Navigate to News section

Dream Team To Produce Pilot of Michael Sokolove’s ‘Drama High’

Two Jewish producers—Jeffrey Seller of ‘Hamilton’ and Jason Katims of NBC’s ‘Friday Night Lights’—will help create a pilot for Sokolove’s critically-acclaimed book about high school theater in Levittown, PA

by
Zoë Miller
February 02, 2017
Rob Kim/Getty Images
Producer Jeffrey Seller attends The Public Theaters's 'Hamilton' cast and creative team announcement and photo call at The Public Theater in New York City, February 24, 2015. Rob Kim/Getty Images
Rob Kim/Getty Images
Producer Jeffrey Seller attends The Public Theaters's 'Hamilton' cast and creative team announcement and photo call at The Public Theater in New York City, February 24, 2015. Rob Kim/Getty Images

Given the theater world’s historically Jewish track record, it’s not surprising that the recently announced production team of Drama High—a new NBC pilot based on Michael Sokolove’s 2013 nonfiction book about a working-class high school’s theater department in Levittown, Pennsylvania—is mainly composed of members of the tribe. (Lest we forget, that song from Spamalot that comically immortalizes the influence of Jews on the Great White Way.) And, of Drama High’s three executive producers―Broadway’s Jeffrey Seller (HamiltonRent), former NBC executive Flody Suarez, and Jason Katims, who created NBC’s Parenthood and wrote for and produced Friday Night Lights for the network―Seller and Katims are Jewish, as is Sokolove himself.

More pertinent than their shared religion, however, is the fact that Seller, like Sokolove, grew up in a town that has a working-class ethos. Sokolove hails from a section of Levittown―an archetypal post-WWII planned community outside Philadelphia where a now-defunct steel mill attracted blue-collar residents, and where Jews were in the minority and where his “father was the rare college-educated person.” In the ’70s, he attended the same institution (Harry S. Truman High School) that he writes about in Drama High. Meanwhile, Seller, who was raised by adoptive parents in suburban Detroit, “had the strange experience of being a Jewish kid in which my family kept dropping in socioeconomic status and not rising,” he summarized in a New York Times Magazine profile that Sokolove penned about his producing career.

As a theater geek, I had high expectations for Drama High when the book was released a few years ago. Reading it reminded me to be thankful for my own high school theater program, which, while strictly a hobby, was nonetheless an enriching experience. In addition to having ensemble roles in musicals, I also acted in and designed costumes for one-act plays, most memorably a spoof of Star Wars and Star Trek. Beyond the nostalgia for my own theater days, I also reflected on how, at my school, in a relatively affluent New Jersey suburb, we produced work that was tamer (The Wizard of Oz, Hairspray) than the material that Lou Volpe, Truman’s daring director, selected. While family-oriented fare is often more lucrative, edgier content can be more relevant to teenage thespians. I wonder if, had my high school’s program been able to produce a show like Spring Awakening―a sexually charged rock musical―more students would have auditioned.

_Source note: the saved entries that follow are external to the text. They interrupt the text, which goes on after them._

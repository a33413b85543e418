// Progress line renderer
//
// Unlike the log panel there is nothing incremental here: the progress line is
// cheap to recompute, so every update replaces the surface contents with the
// output of a pure rendering function.

use crate::models::Progress;
use crate::view::surface::RenderSurface;

/// Stateless render-on-read view over the progress counters.
pub struct ProgressView<S: RenderSurface> {
    surface: S,
}

impl<S: RenderSurface> ProgressView<S> {
    pub fn new(surface: S) -> Self {
        Self { surface }
    }

    /// Pure rendering function: identical inputs produce identical output.
    pub fn render_line(progress: &Progress, is_processing: bool) -> String {
        if is_processing {
            if progress.total > 0 {
                format!(
                    "{}: {}/{}",
                    progress.category, progress.current, progress.total
                )
            } else if progress.category.is_empty() {
                "Working...".to_string()
            } else {
                format!("{}...", progress.category)
            }
        } else if progress.total > 0 {
            format!("Done: {}/{}", progress.current, progress.total)
        } else {
            "Idle".to_string()
        }
    }

    /// Replace the surface contents with the current progress line.
    pub fn update(&mut self, progress: &Progress, is_processing: bool) {
        let line = Self::render_line(progress, is_processing);
        self.surface.clear();
        self.surface.append(&line);
    }

    pub fn surface(&self) -> &S {
        &self.surface
    }
}
// Shell - top-level coordinator for the conversion task view
//
// The shell owns the state store and the backend and wires them to the views:
// - drop/dialog input -> InputResolver -> selected path
// - Convert action -> backend job with a guaranteed is_processing reset
// - engine event stream -> state store (log + progress)
// - state notifications -> LogView / ProgressView updates
//
// It holds no widget handles itself; views attach through the store's
// subscription mechanism and re-read state when notified.

use crate::metrics::Metrics;
use crate::models::LogLevel;
use crate::services::engine::{ConversionBackend, EngineEvent};
use crate::services::input::{DialogSelection, DropPayload, InputError, InputResolver};
use crate::state::{StateStore, SubscriptionId};
use crate::view::{LogView, ProgressView, RenderSurface};
use camino::Utf8Path;
use std::sync::{Arc, Mutex};
use std::time::Instant;

/// Coordinates input handling, job execution and view updates.
pub struct Shell<B: ConversionBackend> {
    store: Arc<StateStore>,
    backend: Arc<B>,
    metrics: Option<Arc<Metrics>>,
}

impl<B: ConversionBackend + 'static> Shell<B> {
    pub fn new(store: Arc<StateStore>, backend: Arc<B>) -> Self {
        Self {
            store,
            backend,
            metrics: None,
        }
    }

    pub fn with_metrics(store: Arc<StateStore>, backend: Arc<B>, metrics: Arc<Metrics>) -> Self {
        Self {
            store,
            backend,
            metrics: Some(metrics),
        }
    }

    pub fn store(&self) -> &Arc<StateStore> {
        &self.store
    }

    /// Subscribe a log view to state changes. The view renders the current
    /// state immediately so it never shows a stale surface.
    pub fn attach_log_view<S>(&self, view: LogView<S>) -> SubscriptionId
    where
        S: RenderSurface + Send + 'static,
    {
        let view = Arc::new(Mutex::new(view));
        {
            let state = self.store.snapshot();
            if let Ok(mut view) = view.lock() {
                view.update(&state.logs, state.level_filter);
            }
        }
        self.store.subscribe(move |state| {
            if let Ok(mut view) = view.lock() {
                view.update(&state.logs, state.level_filter);
            }
        })
    }

    /// Subscribe a progress view to state changes.
    pub fn attach_progress_view<S>(&self, view: ProgressView<S>) -> SubscriptionId
    where
        S: RenderSurface + Send + 'static,
    {
        let view = Arc::new(Mutex::new(view));
        {
            let state = self.store.snapshot();
            if let Ok(mut view) = view.lock() {
                view.update(&state.progress, state.is_processing);
            }
        }
        self.store.subscribe(move |state| {
            if let Ok(mut view) = view.lock() {
                view.update(&state.progress, state.is_processing);
            }
        })
    }

    /// Forward engine events into the state store for as long as the backend
    /// keeps the channel open.
    pub fn pump_events(&self) -> tokio::task::JoinHandle<()> {
        let mut events = self.backend.subscribe_events();
        let store = Arc::clone(&self.store);
        tokio::spawn(async move {
            while let Some(event) = events.recv().await {
                match event {
                    EngineEvent::Log(entry) => store.add_log_entry(entry),
                    EngineEvent::Progress(progress) => store.update_progress(progress),
                }
            }
            tracing::debug!("Engine event stream closed");
        })
    }

    /// Handle a drag-and-drop payload. On success the selected path changes;
    /// on failure only an error entry is logged and the selection is kept.
    pub fn handle_drop(&self, payload: &DropPayload) {
        let resolution = InputResolver::resolve_drop(payload);
        for (level, note) in &resolution.notes {
            self.store.log(*level, note.clone());
        }

        match resolution.outcome {
            Ok(path) => {
                tracing::info!("Drop resolved to {}", path);
                self.store.set_selected_path(Some(path));
            }
            Err(InputError::NoUsablePath) => {
                self.store
                    .log(LogLevel::Error, "Drop contained no usable file path");
            }
        }
    }

    /// Handle a file-dialog result. A cancelled or empty selection changes
    /// nothing.
    pub fn handle_dialog(&self, selection: DialogSelection) {
        if let Some(path) = InputResolver::resolve_dialog(selection) {
            self.store.log(LogLevel::Info, format!("Input selected: {}", path));
            self.store.set_selected_path(Some(path));
        }
    }

    /// Run one conversion job for the currently selected path.
    ///
    /// Every exit path, success or failure, leaves `is_processing == false`.
    pub async fn run_conversion(&self) {
        let selected = self.store.read(|s| {
            if s.can_start_job() {
                s.selected_path.clone()
            } else {
                None
            }
        });

        let Some(input) = selected else {
            tracing::debug!("Convert request ignored: no selection or job already running");
            return;
        };

        self.store.set_result(None);
        self.store.set_processing(true);
        self.store.set_status_message("Validating input...");
        let start = Instant::now();

        let input = match self.backend.normalize_path(input.as_str()).await {
            Ok(path) => path,
            Err(e) => {
                self.store
                    .log(LogLevel::Warning, format!("Input rejected: {}", e));
                self.store.set_status_message("Invalid input path");
                self.store.set_processing(false);
                return;
            }
        };

        self.store
            .log(LogLevel::Info, format!("Starting conversion of {}", input));
        self.store.set_status_message("Processing...");

        let result = self.backend.start_job(&input).await;
        let duration = start.elapsed();

        match result {
            Ok(outcome) => {
                self.store.set_status_message(outcome.summary());
                self.store
                    .log(LogLevel::Info, format!("Conversion finished: {}", outcome.summary()));
                self.store.set_result(Some(outcome));
                if let Some(metrics) = &self.metrics {
                    metrics.record_job_completed(duration);
                }
            }
            Err(e) => {
                self.store.set_status_message("Conversion failed");
                self.store
                    .log(LogLevel::Error, format!("Conversion failed: {}", e));
                if let Some(metrics) = &self.metrics {
                    metrics.record_job_failed(duration);
                }
            }
        }

        self.store.set_processing(false);
    }

    /// Reveal one of the output locations in the platform file manager.
    /// Failure is logged, never fatal.
    pub fn reveal(&self, path: &Utf8Path) {
        if let Err(e) = self.backend.reveal_path(path) {
            self.store
                .log(LogLevel::Warning, format!("Could not open {}: {}", path, e));
        }
    }

    /// Open a native file picker and apply its result like a dialog payload.
    pub fn pick_input_file(&self) {
        let selection = match rfd::FileDialog::new()
            .set_title("Select input file")
            .pick_file()
        {
            Some(path) => DialogSelection::Single(path.to_string_lossy().into_owned()),
            None => DialogSelection::Cancelled,
        };
        self.handle_dialog(selection);
    }

    /// Folder variant of the picker; the engine converts folders as well as
    /// archives.
    pub fn pick_input_folder(&self) {
        let selection = match rfd::FileDialog::new()
            .set_title("Select input folder")
            .pick_folder()
        {
            Some(path) => DialogSelection::Single(path.to_string_lossy().into_owned()),
            None => DialogSelection::Cancelled,
        };
        self.handle_dialog(selection);
    }
}
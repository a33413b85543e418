// Performance metrics module
//
// Provides lightweight metrics tracking for monitoring shell performance

use std::sync::atomic::{AtomicU64, AtomicUsize, Ordering};
use std::time::{Duration, Instant};

/// Global performance metrics
///
/// Uses atomic operations for thread-safe metric tracking without locks.
/// Metrics are collected throughout the application lifecycle and logged
/// on shutdown for performance analysis.
#[derive(Debug)]
pub struct Metrics {
    /// Number of state notifications fanned out to subscribers
    pub state_notifications: AtomicU64,

    /// Number of log entries appended to the store
    pub log_entries: AtomicU64,

    /// Number of full log-panel re-renders
    pub full_renders: AtomicU64,

    /// Number of incremental log-panel appends
    pub incremental_renders: AtomicU64,

    /// Number of conversion jobs that completed successfully
    pub jobs_completed: AtomicUsize,

    /// Number of conversion jobs that failed
    pub jobs_failed: AtomicUsize,

    /// Total job wall time in milliseconds
    pub total_job_time_ms: AtomicU64,

    /// Application start time
    start_time: Instant,
}

impl Metrics {
    pub fn new() -> Self {
        Self {
            state_notifications: AtomicU64::new(0),
            log_entries: AtomicU64::new(0),
            full_renders: AtomicU64::new(0),
            incremental_renders: AtomicU64::new(0),
            jobs_completed: AtomicUsize::new(0),
            jobs_failed: AtomicUsize::new(0),
            total_job_time_ms: AtomicU64::new(0),
            start_time: Instant::now(),
        }
    }

    pub fn record_notification(&self) {
        self.state_notifications.fetch_add(1, Ordering::Relaxed);
    }

    pub fn record_log_entry(&self) {
        self.log_entries.fetch_add(1, Ordering::Relaxed);
    }

    pub fn record_full_render(&self) {
        self.full_renders.fetch_add(1, Ordering::Relaxed);
    }

    pub fn record_incremental_render(&self) {
        self.incremental_renders.fetch_add(1, Ordering::Relaxed);
    }

    pub fn record_job_completed(&self, duration: Duration) {
        self.jobs_completed.fetch_add(1, Ordering::Relaxed);
        self.total_job_time_ms
            .fetch_add(duration.as_millis() as u64, Ordering::Relaxed);
    }

    pub fn record_job_failed(&self, duration: Duration) {
        self.jobs_failed.fetch_add(1, Ordering::Relaxed);
        self.total_job_time_ms
            .fetch_add(duration.as_millis() as u64, Ordering::Relaxed);
    }

    /// Get total uptime
    pub fn uptime(&self) -> Duration {
        self.start_time.elapsed()
    }

    /// Get average job wall time in milliseconds
    pub fn avg_job_time_ms(&self) -> f64 {
        let total = self.total_job_time_ms.load(Ordering::Relaxed);
        let count = self.jobs_completed.load(Ordering::Relaxed)
            + self.jobs_failed.load(Ordering::Relaxed);
        if count > 0 {
            total as f64 / count as f64
        } else {
            0.0
        }
    }

    /// Log metrics summary
    pub fn log_summary(&self) {
        let uptime = self.uptime();
        tracing::info!("=== Performance Metrics Summary ===");
        tracing::info!("Uptime: {:.2}s", uptime.as_secs_f64());
        tracing::info!(
            "Jobs: {} completed, {} failed (avg: {:.2}ms)",
            self.jobs_completed.load(Ordering::Relaxed),
            self.jobs_failed.load(Ordering::Relaxed),
            self.avg_job_time_ms()
        );
        tracing::info!(
            "State notifications: {}, log entries: {}",
            self.state_notifications.load(Ordering::Relaxed),
            self.log_entries.load(Ordering::Relaxed)
        );
        tracing::info!(
            "Log panel renders: {} full, {} incremental",
            self.full_renders.load(Ordering::Relaxed),
            self.incremental_renders.load(Ordering::Relaxed)
        );
    }
}

impl Default for Metrics {
    fn default() -> Self {
        Self::new()
    }
}

#[cfg(test)]
mod tests {
    use super::*;
    use std::thread;

    #[test]
    fn test_metrics_creation() {
        let metrics = Metrics::new();
        assert_eq!(metrics.jobs_completed.load(Ordering::Relaxed), 0);
        assert_eq!(metrics.state_notifications.load(Ordering::Relaxed), 0);
    }

    #[test]
    fn test_record_job_operations() {
        let metrics = Metrics::new();

        metrics.record_job_completed(Duration::from_millis(100));
        metrics.record_job_completed(Duration::from_millis(200));
        metrics.record_job_failed(Duration::from_millis(300));

        assert_eq!(metrics.jobs_completed.load(Ordering::Relaxed), 2);
        assert_eq!(metrics.jobs_failed.load(Ordering::Relaxed), 1);
        assert_eq!(metrics.total_job_time_ms.load(Ordering::Relaxed), 600);
        assert_eq!(metrics.avg_job_time_ms(), 200.0);
    }

    #[test]
    fn test_avg_job_time_no_jobs() {
        let metrics = Metrics::new();
        assert_eq!(metrics.avg_job_time_ms(), 0.0);
    }

    #[test]
    fn test_render_counters() {
        let metrics = Metrics::new();

        metrics.record_full_render();
        metrics.record_incremental_render();
        metrics.record_incremental_render();

        assert_eq!(metrics.full_renders.load(Ordering::Relaxed), 1);
        assert_eq!(metrics.incremental_renders.load(Ordering::Relaxed), 2);
    }

    #[test]
    fn test_uptime() {
        let metrics = Metrics::new();
        thread::sleep(Duration::from_millis(10));
        assert!(metrics.uptime().as_millis() >= 10);
    }
}
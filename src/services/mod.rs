// Services module - input resolution and the external conversion engine
//
// This module contains:
// - InputResolver: turns heterogeneous drop/dialog payloads into one path
// - ConversionBackend / EngineClient: subprocess seam for conversion jobs

pub mod engine;
pub mod input;

pub use engine::{ConversionBackend, EngineClient, EngineError, EngineEvent};
pub use input::{
    DialogSelection, DropItem, DropPayload, DroppedFile, InputError, InputResolver, ItemKind,
    Resolution,
};
// Conversion engine backend
//
// The conversion pipeline runs out of process. The engine binary is spawned
// per job and streams newline-delimited JSON messages on stdout: log lines,
// progress counters, and finally the structured result. This module owns the
// subprocess lifecycle and turns the stream into typed [`EngineEvent`]s.

use crate::models::{ConversionOutcome, LogEntry, Progress};
use camino::{Utf8Path, Utf8PathBuf};
use serde::Deserialize;
use std::process::Stdio;
use std::sync::Mutex;
use std::time::{Duration, Instant};
use thiserror::Error;
use tokio::io::{AsyncBufReadExt, BufReader};
use tokio::process::Command;
use tokio::sync::mpsc;
use tokio::time::timeout;

/// Event streamed by the engine while a job runs.
#[derive(Debug, Clone)]
pub enum EngineEvent {
    Log(LogEntry),
    Progress(Progress),
}

/// Errors that can occur while running the engine
#[derive(Error, Debug)]
pub enum EngineError {
    #[error("Invalid input path: {0}")]
    InvalidPath(String),

    #[error("Engine executable not found: {0}")]
    NotAvailable(Utf8PathBuf),

    #[error("Conversion job failed: {0}")]
    Job(String),

    #[error("Timeout after {0:?}")]
    Timeout(Duration),

    #[error("Process error: {0}")]
    Process(#[from] std::io::Error),

    #[error("Malformed engine message: {0}")]
    Protocol(String),
}

/// Backend capability the shell drives a conversion through.
///
/// Kept as a trait so integration tests can run the shell against an in-memory
/// fake instead of a real subprocess.
pub trait ConversionBackend: Send + Sync {
    /// Whether the backend can currently accept jobs.
    fn is_available(&self) -> impl Future<Output = bool> + Send;

    /// Validate and canonicalize a raw user-supplied path.
    fn normalize_path(
        &self,
        raw: &str,
    ) -> impl Future<Output = Result<Utf8PathBuf, EngineError>> + Send;

    /// Run one conversion job to completion.
    fn start_job(
        &self,
        input: &Utf8Path,
    ) -> impl Future<Output = Result<ConversionOutcome, EngineError>> + Send;

    /// Register a stream of events emitted during jobs. Every receiver gets
    /// every event; senders for dropped receivers are pruned lazily.
    fn subscribe_events(&self) -> mpsc::UnboundedReceiver<EngineEvent>;

    /// Reveal a path in the platform file manager.
    fn reveal_path(&self, path: &Utf8Path) -> Result<(), EngineError>;
}

/// One message on the engine's stdout stream.
#[derive(Debug, Deserialize)]
#[serde(tag = "type", rename_all = "snake_case")]
enum EngineMessage {
    Log {
        #[serde(flatten)]
        entry: LogEntry,
    },
    Progress {
        #[serde(flatten)]
        progress: Progress,
    },
    Result {
        #[serde(flatten)]
        outcome: ConversionOutcome,
    },
}

/// Subprocess-backed engine client.
pub struct EngineClient {
    executable: Utf8PathBuf,
    job_timeout: Duration,
    subscribers: Mutex<Vec<mpsc::UnboundedSender<EngineEvent>>>,
}

impl EngineClient {
    pub fn new(executable: Utf8PathBuf, job_timeout: Duration) -> Self {
        Self {
            executable,
            job_timeout,
            subscribers: Mutex::new(Vec::new()),
        }
    }

    /// Fan an event out to all live subscribers, dropping closed ones.
    fn emit(&self, event: EngineEvent) {
        if let Ok(mut subscribers) = self.subscribers.lock() {
            subscribers.retain(|tx| tx.send(event.clone()).is_ok());
        }
    }

    fn handle_line(&self, line: &str) -> Option<ConversionOutcome> {
        let trimmed = line.trim();
        if trimmed.is_empty() {
            return None;
        }

        match serde_json::from_str::<EngineMessage>(trimmed) {
            Ok(EngineMessage::Log { entry }) => {
                self.emit(EngineEvent::Log(entry));
                None
            }
            Ok(EngineMessage::Progress { progress }) => {
                self.emit(EngineEvent::Progress(progress));
                None
            }
            Ok(EngineMessage::Result { outcome }) => Some(outcome),
            Err(e) => {
                tracing::warn!("Skipping malformed engine message: {} ({})", trimmed, e);
                None
            }
        }
    }

    async fn run_job(&self, input: &Utf8Path) -> Result<ConversionOutcome, EngineError> {
        tracing::info!("Executing: {} --input {}", self.executable, input);
        let start = Instant::now();

        let mut child = Command::new(self.executable.as_std_path())
            .arg("--input")
            .arg(input.as_str())
            .arg("--events")
            .arg("ndjson")
            .stdout(Stdio::piped())
            .stderr(Stdio::piped())
            .kill_on_drop(true)
            .spawn()?;

        let stdout = child
            .stdout
            .take()
            .ok_or_else(|| EngineError::Protocol("Engine stdout not captured".to_string()))?;
        let stderr = child
            .stderr
            .take()
            .ok_or_else(|| EngineError::Protocol("Engine stderr not captured".to_string()))?;

        // Drain stderr concurrently; a chatty engine must not fill the pipe
        // and stall the stdout loop.
        let stderr_task = tokio::spawn(async move {
            let mut lines = BufReader::new(stderr).lines();
            let mut captured = Vec::new();
            while let Ok(Some(line)) = lines.next_line().await {
                captured.push(line);
            }
            captured
        });

        let mut lines = BufReader::new(stdout).lines();
        let mut outcome = None;
        while let Some(line) = lines.next_line().await? {
            if let Some(result) = self.handle_line(&line) {
                outcome = Some(result);
            }
        }

        let status = child.wait().await?;
        let stderr_lines = stderr_task.await.unwrap_or_default();
        let duration = start.elapsed();
        let exit_code = status.code().unwrap_or(-1);

        tracing::info!(
            "Engine process completed in {:.2}s with exit code {}",
            duration.as_secs_f32(),
            exit_code
        );

        if !status.success() {
            let detail = stderr_lines
                .last()
                .map(String::as_str)
                .unwrap_or("no error output");
            return Err(EngineError::Job(format!(
                "exit code {}: {}",
                exit_code, detail
            )));
        }

        outcome.ok_or_else(|| {
            EngineError::Protocol("Engine exited without emitting a result".to_string())
        })
    }
}

impl ConversionBackend for EngineClient {
    async fn is_available(&self) -> bool {
        self.executable.as_std_path().exists()
    }

    async fn normalize_path(&self, raw: &str) -> Result<Utf8PathBuf, EngineError> {
        let trimmed = raw.trim();
        if trimmed.is_empty() {
            return Err(EngineError::InvalidPath("empty path".to_string()));
        }

        let canonical = tokio::fs::canonicalize(trimmed)
            .await
            .map_err(|e| EngineError::InvalidPath(format!("{}: {}", trimmed, e)))?;

        Utf8PathBuf::from_path_buf(canonical)
            .map_err(|p| EngineError::InvalidPath(format!("non-UTF-8 path: {}", p.display())))
    }

    async fn start_job(&self, input: &Utf8Path) -> Result<ConversionOutcome, EngineError> {
        if !self.is_available().await {
            return Err(EngineError::NotAvailable(self.executable.clone()));
        }

        timeout(self.job_timeout, self.run_job(input))
            .await
            .map_err(|_| {
                tracing::warn!("Engine process timed out after {:?}", self.job_timeout);
                EngineError::Timeout(self.job_timeout)
            })?
    }

    fn subscribe_events(&self) -> mpsc::UnboundedReceiver<EngineEvent> {
        let (tx, rx) = mpsc::unbounded_channel();
        if let Ok(mut subscribers) = self.subscribers.lock() {
            subscribers.push(tx);
        }
        rx
    }

    fn reveal_path(&self, path: &Utf8Path) -> Result<(), EngineError> {
        let opener = if cfg!(target_os = "windows") {
            "explorer"
        } else if cfg!(target_os = "macos") {
            "open"
        } else {
            "xdg-open"
        };

        std::process::Command::new(opener)
            .arg(path.as_str())
            .spawn()?;
        Ok(())
    }
}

Even without prior knowledge (and a personal connection) to theater, I would have still become immersed in the milieu that Sokolove captures: the genesis of theater lovers and performers who learn to see beyond the scope of their suburban lives under Volpe’s mentorship. Thanks to Volpe, who retired four years ago and was Sokolove’s favorite teacher, Truman’s acclaimed theater program was the first in the country to produce school editions of Rent and Les Misérables. At a time when arts funding is increasingly jeopardized, a show like Drama High could be an effective, wide-reaching platform for illuminating the vitality and necessity of arts programs in schools and on a national scale. Given its working-class angle―which I have faith that Seller and Co. will portray with integrity―Drama High could be even more accessible than Glee, to which the underdog story of Truman’s theater department has garnered obvious comparisons.